The problem? Madison had neither Jefferson’s prestige nor his skill as a politician. Beside, he was hampered by rivalries in his cabinet that forced him to direct foreign affairs by himself; accordingly, his first administration was dominated by a sense of national impotence and frustration. Madison had two major challenges: keeping the United States out of war and guiding the country back to prosperity it had enjoyed a few years earlier, before Jefferson severely underestimated the importance of America's foreign trade by placing an embargo on commerce with both Britain and France.
Causes
In May 1810, Congress passed Macon’s Bill no. 2, which removed all restrictions on American trade, and promised that if either Britain or France lifted their restrictions against American commerce in the next year America would reimpose the non-intercourse act against the country which had not acted. This revived the British transatlantic trade, but the Federalists thought, since Britain was now the world’s leading naval power, that this made a war with Britain unavoidable as soon as American ships tried to reach France. Napoleon, learning about the bill, withdrew the French decrees on condition that the American Congress pledged to punish any nation that kept its anti-American maritime edicts in force, which meant Britain became the target of American restrictions. John Quincy Adams, by now Minister to Russia, understood the French actions as a “trap to catch us into a war with England.”
At this point in the nineteenth century, there were two possible sources of war for the United States: Indians and foreign powers.
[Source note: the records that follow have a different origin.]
//! Session phase state machine
//!
//! One transition table per game shape. The privileged policy never touches
//! this module: it only changes which rule fires inside a transition that is
//! already legal here.

use serde::{Deserialize, Serialize};

/// Current phase of a session
#[derive(Debug, Clone, Copy, PartialEq, Eq, Hash, Serialize, Deserialize)]
pub enum Phase {
    /// Created, never started
    Idle,
    /// Sequence games: pattern playback, input ignored
    Showing,
    /// Active gameplay
    Playing,
    /// Run ended without a win
    GameOver,
    /// Run ended with a win
    Won,
}

impl Phase {
    /// Phases in which the scheduler keeps ticking
    pub fn is_active(self) -> bool {
        matches!(self, Phase::Playing | Phase::Showing)
    }

    pub fn is_terminal(self) -> bool {
        matches!(self, Phase::GameOver | Phase::Won)
    }
}

/// Engine shape, which selects the transition table
#[derive(Debug, Clone, Copy, PartialEq, Eq, Serialize, Deserialize)]
pub enum Shape {
    /// Ball/paddle/bird games
    Continuous,
    /// Directional actor on a grid
    Grid,
    /// Turn-based board vs. search opponent
    Search,
    /// Pattern playback then reproduction
    Sequence,
    /// Countdown-bounded keystroke game
    Timed,
    /// Hidden value found from hints; the only way out is a win
    Guess,
}

impl Shape {
    /// Phase entered by `start()`
    pub fn entry_phase(self) -> Phase {
        match self {
            Shape::Sequence => Phase::Showing,
            _ => Phase::Playing,
        }
    }

    /// Legal in-session transitions (everything except `start()`)
    pub fn allows(self, from: Phase, to: Phase) -> bool {
        use Phase::*;
        match (self, from, to) {
            (Shape::Sequence, Showing, Playing) => true,
            (Shape::Sequence, Playing, Showing) => true,
            (Shape::Sequence, Playing, GameOver) => true,
            (Shape::Continuous | Shape::Grid | Shape::Search, Playing, GameOver | Won) => true,
            (Shape::Timed, Playing, GameOver) => true,
            (Shape::Guess, Playing, Won) => true,
            _ => false,
        }
    }
}

/// Phase holder that enforces the table for one shape
#[derive(Debug, Clone, Serialize, Deserialize)]
pub struct PhaseMachine {
    shape: Shape,
    phase: Phase,
}

impl PhaseMachine {
    pub fn new(shape: Shape) -> Self {
        Self {
            shape,
            phase: Phase::Idle,
        }
    }

    #[inline]
    pub fn phase(&self) -> Phase {
        self.phase
    }

    #[inline]
    pub fn shape(&self) -> Shape {
        self.shape
    }

    /// The only edge into `Playing`/`Showing` from `Idle` or a terminal phase.
    /// Also restarts a session that is still running.
    pub fn start(&mut self) -> Phase {
        self.phase = self.shape.entry_phase();
        log::info!("{:?} session started in {:?}", self.shape, self.phase);
        self.phase
    }

    /// Request a transition; illegal requests leave the phase untouched
    pub fn transition(&mut self, to: Phase) -> bool {
        if self.phase == to {
            return false;
        }
        if !self.shape.allows(self.phase, to) {
            log::debug!("{:?}: ignoring {:?} -> {:?}", self.shape, self.phase, to);
            return false;
        }
        log::info!("{:?}: {:?} -> {:?}", self.shape, self.phase, to);
        self.phase = to;
        true
    }
}

#[cfg(test)]
mod tests {
    use super::*;

    const ALL: [Phase; 5] = [
        Phase::Idle,
        Phase::Showing,
        Phase::Playing,
        Phase::GameOver,
        Phase::Won,
    ];
    const SHAPES: [Shape; 6] = [
        Shape::Continuous,
        Shape::Grid,
        Shape::Search,
        Shape::Sequence,
        Shape::Timed,
        Shape::Guess,
    ];

    #[test]
    fn test_starts_idle() {
        let m = PhaseMachine::new(Shape::Continuous);
        assert_eq!(m.phase(), Phase::Idle);
    }

    #[test]
    fn test_no_transition_skips_playing() {
        for shape in SHAPES {
            for to in ALL {
                assert!(!shape.allows(Phase::Idle, to), "{shape:?} Idle -> {to:?}");
                assert!(!shape.allows(Phase::GameOver, to), "{shape:?} GameOver -> {to:?}");
                assert!(!shape.allows(Phase::Won, to), "{shape:?} Won -> {to:?}");
            }
        }
    }

    #[test]
    fn test_terminal_only_from_playing() {
        for shape in SHAPES {
            for from in ALL {
                if from != Phase::Playing {
                    assert!(!shape.allows(from, Phase::GameOver));
                    assert!(!shape.allows(from, Phase::Won));
                }
            }
        }
    }

    #[test]
    fn test_sequence_loops_showing_playing() {
        let mut m = PhaseMachine::new(Shape::Sequence);
        assert_eq!(m.start(), Phase::Showing);
        assert!(m.transition(Phase::Playing));
        assert!(m.transition(Phase::Showing));
        assert!(m.transition(Phase::Playing));
        // Sequence games never win
        assert!(!m.transition(Phase::Won));
        assert!(m.transition(Phase::GameOver));
        assert!(!m.transition(Phase::Playing));
        assert_eq!(m.start(), Phase::Showing);
    }

    #[test]
    fn test_terminal_is_sticky_until_start() {
        let mut m = PhaseMachine::new(Shape::Grid);
        m.start();
        assert!(m.transition(Phase::GameOver));
        assert!(!m.transition(Phase::Won));
        assert!(!m.transition(Phase::Playing));
        assert_eq!(m.phase(), Phase::GameOver);
        assert_eq!(m.start(), Phase::Playing);
    }

    #[test]
    fn test_showing_only_for_sequence() {
        for shape in [Shape::Continuous, Shape::Grid, Shape::Search, Shape::Timed, Shape::Guess] {
            assert_eq!(shape.entry_phase(), Phase::Playing);
            assert!(!shape.allows(Phase::Playing, Phase::Showing));
        }
    }

    #[test]
    fn test_guess_only_wins() {
        let mut m = PhaseMachine::new(Shape::Guess);
        assert_eq!(m.start(), Phase::Playing);
        assert!(!m.transition(Phase::GameOver));
        assert!(m.transition(Phase::Won));
        assert_eq!(m.phase(), Phase::Won);
    }
}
The Shawnee chief Tecumseh and his brother Tenskwatawa, the Shawnee prophet, had begun to recruit tribes for another round of resistance to the United States as early as 1805.
(Incidentally, EVERY representation I've seen of the brothers looks like this: Tecumseh as honorary white man, Tenskwatawa very "other)
Tenskwatawa preached both cultural renewal, as Neolin and Handsome Lake had, and pan-Indian confederation. This came to a head in 1811 both in Shawnee territory and in the South, and the action the government took against the Indians in the Indiana and Illinois territories and Florida were prompted by the demands of white frontiersmen and settlers, AND by a group of new Congressmen called “War Hawks” -- Republicans at this point, although the Federalists also admired them -- elected in 1810, mostly from new states in the West (Henry Clay) or backcountry/frontier areas of existing states (John Calhoun).
The War Hawks felt that the United States should pursue a more aggressive policy in defense of its interests.
As for the British, they continued their policy of recruiting men for the British Navy by means of impressment, the act or policy of seizing people or property for public service or use. In 1811, Madison ordered the heavy frigate U.S.S. President to patrol the Atlantic coast, and, in an encounter with the H.M.S. Little Belt, the President killed nine of the Little Belt’s crew and wounded 23 others. Since in 1807 the H.M.S. Leopold had done the same to the U.S.S. Chesapeake while attempting to kidnap some of the Chesapeake crew, the United States saw this as revenge. Britain, however, saw it as a reason to clamor for war.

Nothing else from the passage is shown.